HOW TO COMPLETE THIS TASK: Word for word, return every record.

-------

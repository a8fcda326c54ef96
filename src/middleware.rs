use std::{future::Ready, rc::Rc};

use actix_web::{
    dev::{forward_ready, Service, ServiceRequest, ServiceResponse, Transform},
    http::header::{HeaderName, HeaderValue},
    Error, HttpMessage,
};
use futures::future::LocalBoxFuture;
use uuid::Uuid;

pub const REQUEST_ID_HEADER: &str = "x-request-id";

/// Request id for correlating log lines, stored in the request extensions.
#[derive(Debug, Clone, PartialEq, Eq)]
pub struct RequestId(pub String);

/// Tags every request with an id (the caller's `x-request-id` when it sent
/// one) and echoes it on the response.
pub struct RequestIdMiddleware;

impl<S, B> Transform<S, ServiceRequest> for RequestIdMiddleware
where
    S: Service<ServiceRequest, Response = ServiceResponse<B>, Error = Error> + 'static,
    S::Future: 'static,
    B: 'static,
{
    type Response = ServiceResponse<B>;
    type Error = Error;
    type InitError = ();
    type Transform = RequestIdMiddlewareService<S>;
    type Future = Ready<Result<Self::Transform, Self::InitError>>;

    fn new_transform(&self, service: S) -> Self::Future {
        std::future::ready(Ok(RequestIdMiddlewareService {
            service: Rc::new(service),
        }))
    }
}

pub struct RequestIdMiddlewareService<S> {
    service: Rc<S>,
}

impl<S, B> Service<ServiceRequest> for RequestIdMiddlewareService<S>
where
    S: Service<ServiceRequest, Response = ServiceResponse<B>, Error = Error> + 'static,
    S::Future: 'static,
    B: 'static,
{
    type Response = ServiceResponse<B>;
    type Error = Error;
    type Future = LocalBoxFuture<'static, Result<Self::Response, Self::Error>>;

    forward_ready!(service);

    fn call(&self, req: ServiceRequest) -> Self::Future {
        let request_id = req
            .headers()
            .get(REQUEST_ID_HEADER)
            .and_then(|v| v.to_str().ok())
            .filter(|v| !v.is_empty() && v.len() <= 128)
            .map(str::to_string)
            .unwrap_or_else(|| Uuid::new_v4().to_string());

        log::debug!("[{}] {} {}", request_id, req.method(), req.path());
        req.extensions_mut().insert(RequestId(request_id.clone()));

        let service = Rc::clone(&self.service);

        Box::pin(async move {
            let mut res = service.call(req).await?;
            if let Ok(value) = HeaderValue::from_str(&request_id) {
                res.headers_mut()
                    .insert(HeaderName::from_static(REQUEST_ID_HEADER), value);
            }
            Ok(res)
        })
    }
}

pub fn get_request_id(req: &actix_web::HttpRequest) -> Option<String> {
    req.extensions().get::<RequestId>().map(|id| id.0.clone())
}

-------

RESPONSE TO THIS EXERCISE:
repository a8fcda326c54ef96
filename src/middleware.rs
use std::{future::Ready, rc::Rc};

use actix_web::{
    dev::{forward_ready, Service, ServiceRequest, ServiceResponse, Transform},
    http::header::{HeaderName, HeaderValue},
    Error, HttpMessage,
};
use futures::future::LocalBoxFuture;
use uuid::Uuid;

pub const REQUEST_ID_HEADER: &str = "x-request-id";

/// Request id for correlating log lines, stored in the request extensions.
#[derive(Debug, Clone, PartialEq, Eq)]
pub struct RequestId(pub String);

/// Tags every request with an id (the caller's `x-request-id` when it sent
/// one) and echoes it on the response.
pub struct RequestIdMiddleware;

impl<S, B> Transform<S, ServiceRequest> for RequestIdMiddleware
where
    S: Service<ServiceRequest, Response = ServiceResponse<B>, Error = Error> + 'static,
    S::Future: 'static,
    B: 'static,
{
    type Response = ServiceResponse<B>;
    type Error = Error;
    type InitError = ();
    type Transform = RequestIdMiddlewareService<S>;
    type Future = Ready<Result<Self::Transform, Self::InitError>>;

    fn new_transform(&self, service: S) -> Self::Future {
        std::future::ready(Ok(RequestIdMiddlewareService {
            service: Rc::new(service),
        }))
    }
}

pub struct RequestIdMiddlewareService<S> {
    service: Rc<S>,
}

impl<S, B> Service<ServiceRequest> for RequestIdMiddlewareService<S>
where
    S: Service<ServiceRequest, Response = ServiceResponse<B>, Error = Error> + 'static,
    S::Future: 'static,
    B: 'static,
{
    type Response = ServiceResponse<B>;
    type Error = Error;
    type Future = LocalBoxFuture<'static, Result<Self::Response, Self::Error>>;

    forward_ready!(service);

    fn call(&self, req: ServiceRequest) -> Self::Future {
        let request_id = req
            .headers()
            .get(REQUEST_ID_HEADER)
            .and_then(|v| v.to_str().ok())
            .filter(|v| !v.is_empty() && v.len() <= 128)
            .map(str::to_string)
            .unwrap_or_else(|| Uuid::new_v4().to_string());

        log::debug!("[{}] {} {}", request_id, req.method(), req.path());
        req.extensions_mut().insert(RequestId(request_id.clone()));

        let service = Rc::clone(&self.service);

        Box::pin(async move {
            let mut res = service.call(req).await?;
            if let Ok(value) = HeaderValue::from_str(&request_id) {
                res.headers_mut()
                    .insert(HeaderName::from_static(REQUEST_ID_HEADER), value);
            }
            Ok(res)
        })
    }
}

pub fn get_request_id(req: &actix_web::HttpRequest) -> Option<String> {
    req.extensions().get::<RequestId>().map(|id| id.0.clone())
}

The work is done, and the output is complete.